**Task statement:** Copy exactly the lines of the data below that run from the line holding "f(&activity.get(source_name).cloned().unwrap_or_default())" through the line holding "Write commands sent", both ends included.

Collected data
┄┄┄┄┄┄┄┄┄┄┄┄┄┄┄┄┄┄┄┄
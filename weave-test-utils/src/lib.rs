//! WEAVE Test Utilities
//!
//! Shared test infrastructure for the WEAVE workspace:
//! - Proptest generators for paths and rule texts
//! - A connection factory that records what the federation layer does
//! - The three-source fixture with a cache most federation tests run against
//! - Assertions for WEAVE-specific results

use std::collections::{HashMap, HashSet};
use std::sync::{Arc, Mutex};
use std::time::Duration;

pub use weave_connector::{
    Command, CommandOutcome, Connection, ConnectionFactory, ConnectionRequest, InMemoryRepository,
    InMemorySource, RepositoryRegistry,
};
pub use weave_core::{
    CachePolicy, Expiration, FederationConfig, FederationError, Location, Path, SourceError,
    SourceResult, Timestamp, WeaveError, WeaveResult,
};
pub use weave_federation::{
    ExecutionResult, ExecutorOptions, FederatingExecutor, SourceProjectionSet,
};

// ============================================================================
// PROPTEST GENERATORS
// ============================================================================

pub mod generators {
    //! Proptest strategies for WEAVE values.

    use super::*;
    use proptest::prelude::*;

    /// A single valid path segment.
    pub fn arb_segment() -> impl Strategy<Value = String> {
        "[a-z][a-z0-9_]{0,6}"
    }

    /// An absolute, normalized path up to four segments deep.
    pub fn arb_path() -> impl Strategy<Value = Path> {
        prop::collection::vec(arb_segment(), 0..4).prop_map(|segments| {
            Path::from_segments(segments).unwrap_or_else(|_| Path::root())
        })
    }

    /// A non-root path.
    pub fn arb_non_root_path() -> impl Strategy<Value = Path> {
        prop::collection::vec(arb_segment(), 1..4).prop_map(|segments| {
            Path::from_segments(segments).unwrap_or_else(|_| Path::root())
        })
    }

    /// Text of a well-formed rule: offset, wildcard, or with exceptions.
    pub fn arb_rule_text() -> impl Strategy<Value = String> {
        (arb_path(), arb_path(), any::<bool>(), prop::option::of(arb_segment())).prop_map(
            |(federated, source, wildcard, exception)| {
                let mut text = if wildcard {
                    let base = if federated.is_root() {
                        String::new()
                    } else {
                        federated.to_string()
                    };
                    format!("{}/* => {}", base, source)
                } else {
                    format!("{} => {}", federated, source)
                };
                if let Some(exception) = exception {
                    text.push_str(" $ ");
                    text.push_str(&exception);
                }
                text
            },
        )
    }

    /// Arbitrary text, mostly rule-shaped.
    pub fn arb_rule_noise() -> impl Strategy<Value = String> {
        prop_oneof![
            arb_rule_text(),
            "[ /a-z=>$*.]{0,24}",
        ]
    }

    pub fn arb_ttl_secs() -> impl Strategy<Value = u64> {
        1u64..1_000
    }
}

// ============================================================================
// RECORDING FACTORY
// ============================================================================

#[derive(Debug, Default, Clone)]
struct SourceActivity {
    created: usize,
    closed: usize,
    commands: Vec<Command>,
}

type ActivityLog = Arc<Mutex<HashMap<String, SourceActivity>>>;
type FailingSources = Arc<Mutex<HashSet<String>>>;

/// Wraps another factory and records per-source activity.
///
/// Sources marked with [`fail_source`](Self::fail_source) answer every
/// command with `SourceError::Unavailable`.
pub struct CountingConnectionFactory {
    inner: Arc<dyn ConnectionFactory>,
    activity: ActivityLog,
    failing: FailingSources,
}

impl std::fmt::Debug for CountingConnectionFactory {
    fn fmt(&self, f: &mut std::fmt::Formatter<'_>) -> std::fmt::Result {
        f.debug_struct("CountingConnectionFactory").finish_non_exhaustive()
    }
}

impl CountingConnectionFactory {
    pub fn new(inner: Arc<dyn ConnectionFactory>) -> Self {
        Self {
            inner,
            activity: Arc::default(),
            failing: Arc::default(),
        }
    }

    /// Make every command sent to `source_name` fail as unavailable.
    pub fn fail_source(&self, source_name: &str) {
        self.failing.lock().unwrap().insert(source_name.to_string());
    }

    fn record(&self, source_name: &str, inner: Box<dyn Connection>) -> Box<dyn Connection> {
        self.activity
            .lock()
            .unwrap()
            .entry(source_name.to_string())
            .or_default()
            .created += 1;
        Box::new(RecordingConnection {
            inner,
            activity: Arc::clone(&self.activity),
            failing: Arc::clone(&self.failing),
            closed: false,
        })
    }

    fn with_activity<T>(&self, source_name: &str, f: impl FnOnce(&SourceActivity) -> T) -> T {
        let activity = self.activity.lock().unwrap();
        f(&activity.get(source_name).cloned().unwrap_or_default())
    }

    /// Connections created for `source_name`.
    pub fn created(&self, source_name: &str) -> usize {
        self.with_activity(source_name, |a| a.created)
    }

    /// Connections to `source_name` that were closed.
    pub fn close_count(&self, source_name: &str) -> usize {
        self.with_activity(source_name, |a| a.closed)
    }

    /// Commands sent to `source_name`, in order.
    pub fn executed_against(&self, source_name: &str) -> Vec<Command> {
        self.with_activity(source_name, |a| a.commands.clone())
    }

    /// Read commands sent to `source_name`.
    pub fn reads_against(&self, source_name: &str) -> usize {
        self.executed_against(source_name)
            .iter()
            .filter(|c| c.is_read())
            .count()
    }

    /// Write commands sent to `source_name`.
    pub fn writes_against(&self, source_name: &str) -> usize {
        self.executed_against(source_name)
            .iter()
            .filter(|c| !c.is_read())
            .count()
    }

    pub fn reset(&self) {
        self.activity.lock().unwrap().clear();
    }
}

impl ConnectionFactory for CountingConnectionFactory {
    fn create_connection(&self, source_name: &str) -> SourceResult<Box<dyn Connection>> {
        let inner = self.inner.create_connection(source_name)?;
        Ok(self.record(source_name, inner))
    }

    fn open_connection(&self, request: &ConnectionRequest<'_>) -> SourceResult<Box<dyn Connection>> {
        let inner = self.inner.open_connection(request)?;
        Ok(self.record(request.source_name, inner))
    }
}

struct RecordingConnection {
    inner: Box<dyn Connection>,
    activity: ActivityLog,
    failing: FailingSources,
    closed: bool,
}

impl RecordingConnection {
    fn record(&self, commands: &[Command]) -> SourceResult<()> {
        let name = self.inner.source_name();
        self.activity
            .lock()
            .unwrap()
            .entry(name.to_string())
            .or_default()
            .commands
            .extend(commands.iter().cloned());
        if self.failing.lock().unwrap().contains(name) {
            return Err(SourceError::Unavailable {
                source_name: name.to_string(),
                reason: "marked as failing".to_string(),
            });
        }
        Ok(())
    }
}

impl Connection for RecordingConnection {
    fn source_name(&self) -> &str {
        self.inner.source_name()
    }

    fn default_cache_policy(&self) -> Option<CachePolicy> {
        self.inner.default_cache_policy()
    }

    fn execute(&self, command: &Command) -> SourceResult<CommandOutcome> {
        self.record(std::slice::from_ref(command))?;
        self.inner.execute(command)
    }

    fn execute_batch(&self, commands: &[Command]) -> SourceResult<Vec<CommandOutcome>> {
        self.record(commands)?;
        self.inner.execute_batch(commands)
    }

    fn workspace(&self) -> Option<&str> {
        self.inner.workspace()
    }

    fn set_workspace(&mut self, workspace: Option<&str>) -> SourceResult<()> {
        self.inner.set_workspace(workspace)
    }

    fn ping(&self, timeout: Duration) -> bool {
        self.inner.ping(timeout)
    }

    fn close(&mut self) {
        if !self.closed {
            self.closed = true;
            self.activity
                .lock()
                .unwrap()
                .entry(self.inner.source_name().to_string())
                .or_default()
                .closed += 1;
        }
        self.inner.close();
    }
}

// ============================================================================
// FIXTURES
// ============================================================================

pub mod fixtures {
    //! The three-source federation with a cache.
    //!
    //! ```text
    //! Cache     /         => /cache/repo/A     10s
    //! Source 1  /a        => /source/one/a    100s
    //!           /b        => /source/one/b
    //! Source 2  /a        => /source/two/a    200s
    //! Source 3  /         => /                300s
    //! ```

    use super::*;

    pub const CACHE: &str = "Cache";
    pub const SOURCE_1: &str = "Source 1";
    pub const SOURCE_2: &str = "Source 2";
    pub const SOURCE_3: &str = "Source 3";

    pub const THREE_SOURCE_CONFIG: &str = r#"
name = "Federated Source"

[cache]
source = "Cache"
ttl_ms = 10000
rules = ["/ => /cache/repo/A"]

[[projections]]
source = "Source 1"
rules = ["/a => /source/one/a", "/b => /source/one/b"]

[[projections]]
source = "Source 2"
rules = ["/a => /source/two/a"]

[[projections]]
source = "Source 3"
rules = ["/ => /"]
"#;

    pub fn path(text: &str) -> Path {
        Path::parse(text).unwrap()
    }

    pub struct ThreeSourceFixture {
        pub config: FederationConfig,
        pub registry: Arc<RepositoryRegistry>,
        pub factory: Arc<CountingConnectionFactory>,
        pub projections: Arc<SourceProjectionSet>,
        sources: Vec<InMemorySource>,
    }

    impl ThreeSourceFixture {
        /// Empty sources with the mount points of sources 1 and 2 created.
        pub fn new() -> Self {
            let config = FederationConfig::from_toml_str(THREE_SOURCE_CONFIG).unwrap();
            let sources = vec![
                InMemorySource::new(CACHE),
                InMemorySource::new(SOURCE_1).with_default_cache_policy(CachePolicy::from_secs(100)),
                InMemorySource::new(SOURCE_2).with_default_cache_policy(CachePolicy::from_secs(200)),
                InMemorySource::new(SOURCE_3).with_default_cache_policy(CachePolicy::from_secs(300)),
            ];
            let registry = Arc::new(RepositoryRegistry::new());
            for source in &sources {
                registry
                    .register_configured(Arc::new(source.clone()), &config)
                    .unwrap();
            }
            let factory = Arc::new(CountingConnectionFactory::new(registry.clone()));
            let projections = Arc::new(SourceProjectionSet::from_config(&config).unwrap());

            let fixture = Self {
                config,
                registry,
                factory,
                projections,
                sources,
            };
            for mount in ["/source/one/a", "/source/one/b"] {
                fixture.repository(SOURCE_1).create_path(&path(mount)).unwrap();
            }
            fixture
                .repository(SOURCE_2)
                .create_path(&path("/source/two/a"))
                .unwrap();
            fixture
        }

        /// Rebuild the projections with the named sources marked read-only.
        pub fn with_read_only(mut self, source_names: &[&str]) -> Self {
            for projection in &mut self.config.projections {
                if source_names.contains(&projection.source.as_str()) {
                    projection.read_only = true;
                }
            }
            self.projections = Arc::new(SourceProjectionSet::from_config(&self.config).unwrap());
            self
        }

        pub fn repository(&self, source_name: &str) -> &Arc<InMemoryRepository> {
            self.sources
                .iter()
                .find(|s| s.repository().name() == source_name)
                .map(|s| s.repository())
                .unwrap()
        }

        /// An executor whose "now" is `now`.
        pub fn executor_at(&self, now: Timestamp) -> FederatingExecutor {
            self.executor_with(ExecutorOptions::new().with_now(now))
        }

        pub fn executor_with(&self, options: ExecutorOptions) -> FederatingExecutor {
            let factory: Arc<dyn ConnectionFactory> = self.factory.clone();
            FederatingExecutor::new(Arc::clone(&self.projections), factory, options)
        }

        /// Run `command` as one operation at `now`.
        pub fn execute_at(&self, now: Timestamp, command: &Command) -> WeaveResult<ExecutionResult> {
            let mut executor = self.executor_at(now);
            let result = executor.execute(command);
            executor.close();
            result
        }
    }

    impl Default for ThreeSourceFixture {
        fn default() -> Self {
            Self::new()
        }
    }
}

// ============================================================================
// CUSTOM ASSERTIONS
// ============================================================================

pub mod assertions {
    //! WEAVE-specific assertions.

    use super::*;

    pub fn assert_path_not_found<T: std::fmt::Debug>(result: &WeaveResult<T>) {
        match result {
            Err(e) if e.is_path_not_found() => {}
            other => panic!("Expected PathNotFound, got: {:?}", other),
        }
    }

    pub fn assert_unsupported<T: std::fmt::Debug>(result: &WeaveResult<T>) {
        assert!(
            matches!(
                result,
                Err(WeaveError::Federation(FederationError::Unsupported { .. }))
            ),
            "Expected Unsupported, got: {:?}",
            result
        );
    }

    pub fn assert_cancelled<T: std::fmt::Debug>(result: &WeaveResult<T>) {
        assert!(
            matches!(result, Err(WeaveError::Federation(FederationError::Cancelled))),
            "Expected Cancelled, got: {:?}",
            result
        );
    }

    /// The children named in an outcome, in order.
    pub fn child_names(outcome: &CommandOutcome) -> Vec<String> {
        match outcome {
            CommandOutcome::Children { children, .. } => {
                children.iter().map(|c| c.name.clone()).collect()
            }
            CommandOutcome::Node(node) => node.children.iter().map(|c| c.name.clone()).collect(),
            other => panic!("Expected children in outcome, got: {:?}", other),
        }
    }
}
┄┄┄┄┄┄┄┄┄┄┄┄┄┄┄┄┄┄┄┄
**Solution to the exercise:**
        f(&activity.get(source_name).cloned().unwrap_or_default())
    }

    /// Connections created for `source_name`.
    pub fn created(&self, source_name: &str) -> usize {
        self.with_activity(source_name, |a| a.created)
    }

    /// Connections to `source_name` that were closed.
    pub fn close_count(&self, source_name: &str) -> usize {
        self.with_activity(source_name, |a| a.closed)
    }

    /// Commands sent to `source_name`, in order.
    pub fn executed_against(&self, source_name: &str) -> Vec<Command> {
        self.with_activity(source_name, |a| a.commands.clone())
    }

    /// Read commands sent to `source_name`.
    pub fn reads_against(&self, source_name: &str) -> usize {
        self.executed_against(source_name)
            .iter()
            .filter(|c| c.is_read())
            .count()
    }

    /// Write commands sent to `source_name`.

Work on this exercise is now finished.